Site Reliability Engineer
London, England, United Kingdom
Software and Services
Shazam Site Reliability Engineers are not just responsible for making sure all services and systems that Shazam relies on are operating at their highest level; they’re also responsible for helping development teams embrace these principles as they develop software. Shazam SREs embed themselves with development teams and act as extensions of those teams to propagate best practices. As an SRE, you’ll collaborate with development teams to help them understand the bigger picture of distributed systems, beyond individual components. We are strong believers in ownership with software engineers being responsible for the code they write. The SRE team helps build the competencies across teams to ensure we build scalable and supportable systems.
This role sits in our London office reporting to our Head of SRE. The successful candidate will be assisting multiple development teams based in London, San Diego and other locations. They'll work to build and maintain key backend systems, as well as participate in all stages of development cycles - from feature design all the way to production release. You will be expected to write and review code and deeply understand how our applications work. This role offers the potential for leadership opportunities, so if you have an interest in leading a team or taking on managerial responsibilities in the future, we’d love to hear from you.
Description
Hundreds of millions of users. Billions of Shazams. Countless moments of discovery. Shazam brings a unique brand of magic to millions every day. Bring us your vision, and it’ll be you creating the wow moments that excite people across the world! We’re looking for a strong engineer to join our team to lead advancements to the next level of reliability, scalability, and performance for the core services that Shazam provides to its users. You’ll work alongside development teams to continue to evangelize best practices and improve the systems that power Shazam.
Minimum Qualifications
- Design, develop, and operate highly available and scalable distributed systems.
- Collaborate with development teams to implement best practices for CI/CD, infrastructure as code, automated testing and security, etc. to be able to meet scaling demands.
- Troubleshoot and debug issues across the entire stack, including application code, networking, and infrastructure.
- Build, maintain, and optimize monitoring and alerting solutions to ensure high availability and performance of services.

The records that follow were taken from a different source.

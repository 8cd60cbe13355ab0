use super::FramingError;

/// Longest chunk-size line accepted, extensions included
const MAX_SIZE_LINE: usize = 1024;

#[derive(Clone, Copy, Debug, PartialEq, Eq)]
enum State {
    Size,
    Data(usize),
    DataEnd,
    Trailer,
    Done,
}

/// Incremental decoder for `Transfer-Encoding: chunked` content.
#[derive(Clone, Debug)]
pub struct ChunkedDecoder {
    state: State,
}

impl Default for ChunkedDecoder {
    fn default() -> Self {
        Self::new()
    }
}

fn line_end(input: &[u8]) -> Option<usize> {
    input.windows(2).position(|w| w == b"\r\n")
}

/// Append as much of `bytes` as fits in `limit` total bytes, returning how
/// many were taken. The allocation behind `out` never grows past `limit`.
pub fn extend_capped(out: &mut Vec<u8>, bytes: &[u8], limit: usize) -> usize {
    let take = bytes.len().min(limit.saturating_sub(out.len()));
    let needed = out.len() + take;
    if needed > out.capacity() {
        let grown = out.capacity().saturating_mul(2).max(needed).min(limit);
        out.reserve_exact(grown - out.len());
    }
    out.extend_from_slice(&bytes[..take]);
    take
}

impl ChunkedDecoder {
    pub fn new() -> Self {
        Self { state: State::Size }
    }

    /// Whether the terminating chunk and trailer have been seen
    pub fn is_done(&self) -> bool {
        self.state == State::Done
    }

    /// Decode what can be decoded from `input`, appending content to `out`.
    ///
    /// Returns the number of input bytes consumed; the rest must be offered
    /// again with more appended. Content is taken up to `limit` total bytes
    /// in `out`; anything beyond that is an error.
    pub fn decode(
        &mut self,
        input: &[u8],
        out: &mut Vec<u8>,
        limit: usize,
    ) -> Result<usize, FramingError> {
        let mut pos = 0;

        loop {
            let rest = &input[pos..];
            match self.state {
                State::Done => return Ok(pos),
                State::Size => {
                    let end = match line_end(rest) {
                        Some(end) => end,
                        None if rest.len() > MAX_SIZE_LINE => {
                            return Err(FramingError::Chunk("size line too long"))
                        }
                        None => return Ok(pos),
                    };
                    let line = std::str::from_utf8(&rest[..end])
                        .map_err(|_| FramingError::Chunk("size is not text"))?;
                    let size = line.split(';').next().unwrap_or("").trim();
                    let size = usize::from_str_radix(size, 16)
                        .map_err(|_| FramingError::Chunk("invalid size"))?;

                    pos += end + 2;
                    self.state = if size == 0 {
                        State::Trailer
                    } else {
                        State::Data(size)
                    };
                }
                State::Data(remaining) => {
                    if rest.is_empty() {
                        return Ok(pos);
                    }
                    let take = remaining.min(rest.len());
                    let taken = extend_capped(out, &rest[..take], limit);
                    pos += taken;
                    if taken < take {
                        return Err(FramingError::ContentTooLarge(limit));
                    }
                    self.state = if take == remaining {
                        State::DataEnd
                    } else {
                        State::Data(remaining - take)
                    };
                }
                State::DataEnd => {
                    if rest.len() < 2 {
                        return Ok(pos);
                    }
                    if &rest[..2] != b"\r\n" {
                        return Err(FramingError::Chunk("missing chunk terminator"));
                    }
                    pos += 2;
                    self.state = State::Size;
                }
                State::Trailer => {
                    let end = match line_end(rest) {
                        Some(end) => end,
                        None if rest.len() > MAX_SIZE_LINE => {
                            return Err(FramingError::Chunk("trailer line too long"))
                        }
                        None => return Ok(pos),
                    };
                    pos += end + 2;
                    if end == 0 {
                        self.state = State::Done;
                    }
                }
            }
        }
    }
}

#[cfg(test)]
mod tests {
    use super::*;

    #[test]
    fn decodes_across_reads() {
        let wire = b"4\r\nWiki\r\n5;ext=1\r\npedia\r\n0\r\nExpires: never\r\n\r\nNEXT";
        let mut decoder = ChunkedDecoder::new();
        let mut out = Vec::new();
        let mut pending = Vec::new();
        let mut consumed_total = 0;

        for piece in wire.chunks(3) {
            pending.extend_from_slice(piece);
            let used = decoder.decode(&pending, &mut out, 1024).unwrap();
            pending.drain(..used);
            consumed_total += used;
            if decoder.is_done() {
                break;
            }
        }

        assert!(decoder.is_done());
        assert_eq!(&out[..], b"Wikipedia");
        assert_eq!(consumed_total, wire.len() - 4);
    }

    #[test]
    fn enforces_limit() {
        let mut decoder = ChunkedDecoder::new();
        let mut out = Vec::new();
        assert_eq!(
            decoder.decode(b"a\r\n0123456789\r\n0\r\n\r\n", &mut out, 8),
            Err(FramingError::ContentTooLarge(8))
        );
        assert_eq!(out, b"01234567");
        assert!(out.capacity() <= 8);
    }

    #[test]
    fn capped_growth() {
        let mut out = Vec::new();
        assert_eq!(extend_capped(&mut out, b"abc", 5), 3);
        assert_eq!(extend_capped(&mut out, b"defg", 5), 2);
        assert_eq!(extend_capped(&mut out, b"h", 5), 0);
        assert_eq!(out, b"abcde");
        assert!(out.capacity() <= 5);
    }

    #[test]
    fn rejects_garbage() {
        let mut decoder = ChunkedDecoder::new();
        let mut out = Vec::new();
        assert!(decoder.decode(b"zz\r\n", &mut out, 8).is_err());
    }
}
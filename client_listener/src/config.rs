use serde::{Deserialize, Serialize};
use std::time::Duration;
use strand_network::config::duration_secs;

/// Settings for serving inbound clients
#[derive(Clone, Debug, Serialize, Deserialize)]
#[serde(default)]
pub struct ClientConfig
{
    /// How long a connection may sit with nothing to read before it's closed
    #[serde(with = "duration_secs")]
    pub idle_timeout: Duration,
    /// How long a client has to send a whole request once it starts
    #[serde(with = "duration_secs")]
    pub request_timeout: Duration,
    /// Requests processed concurrently across all clients
    pub request_pool_size: usize,
    /// Per-connection read buffer; also the largest acceptable request head
    pub buffer_size: usize,
    /// Largest request content that will be read ahead of dispatch
    pub content_maxalloc: usize,
}

impl Default for ClientConfig
{
    fn default() -> Self
    {
        Self {
            idle_timeout: Duration::from_secs(3 * 60 * 60),
            request_timeout: Duration::from_secs(300),
            request_pool_size: 32,
            buffer_size: 8 * 1024,
            content_maxalloc: 1024 * 1024,
        }
    }
}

Familiarity with different methodologies (e.g. SLOs, etc.)
- Automate repetitive tasks and processes, focusing on reliability and efficiency improvements.
- Participate in on-call rotations and incident management processes to ensure rapid resolution of critical issues.
- Contribute to team and organizational strategy, participating in architectural reviews and decision-making processes.
- Experience: 3+ years of experience in designing, building, and operating reliable distributed systems.
- Cloud Expertise: Hands-on experience with a cloud platforms such as Google Cloud Platform (GCP) or Amazon Web Services (AWS).
- Strong understanding of core Linux/UNIX operating system fundamentals and TCP/IP and network stack.
- Experience operating Kubernetes clusters in production, with an understanding of how containers interact with network and system resources.
- Monitoring & Logging: Knowledge of monitoring and logging tools (Prometheus, Grafana, ELK stack, or similar) as well as how to instrument applications.
- Programming Skills: Proficiency in at least one programming language (e.g., Golang, Python, Java, C/C++) and a scripting language (i.e. Bash) with a strong understanding of software development and debugging. Ability to read, understand and contribute to source code.
- Bachelor's degree in Computer Science, Electrical or Computer Engineering, or equivalent experien
Key Qualifications
Preferred Qualifications
- Security: Knowledge of security best practices for cloud-based infrastructure.
- DevOps Tools: Experience with deploying software to production, implementing and managing CI/CD pipelines, Infrastructure as code, and software release tooling. Familiarity with Helm, Helmfile is a plus.
- Database experience: Familiarity with databases (e.g., PostgreSQL, Cassandra, Redis) is a plus.
- Team Leadership: Prior experience leading a team of engineers is a plus.
- Additional Requirements
- A dedicated lifelong learner who is always looking for new things to learn and try.
- A professional engineer who loves crafting, analysing and troubleshooting large software systems.
- An excellent communicator who builds collaborative relationships with technical and non-technical stakeholders.
- Have excellent analytical and problem-solving skills, tenacious in sticking with a problem until it's resolved once and for all.
- A great teammate, but you can work on your own initiative as well.
- Always actively looking for ways to improve our services, and take personal ownership for the quality of the services we offer.
- Demonstrate personal accountability, owning the decisions and mistakes that you make.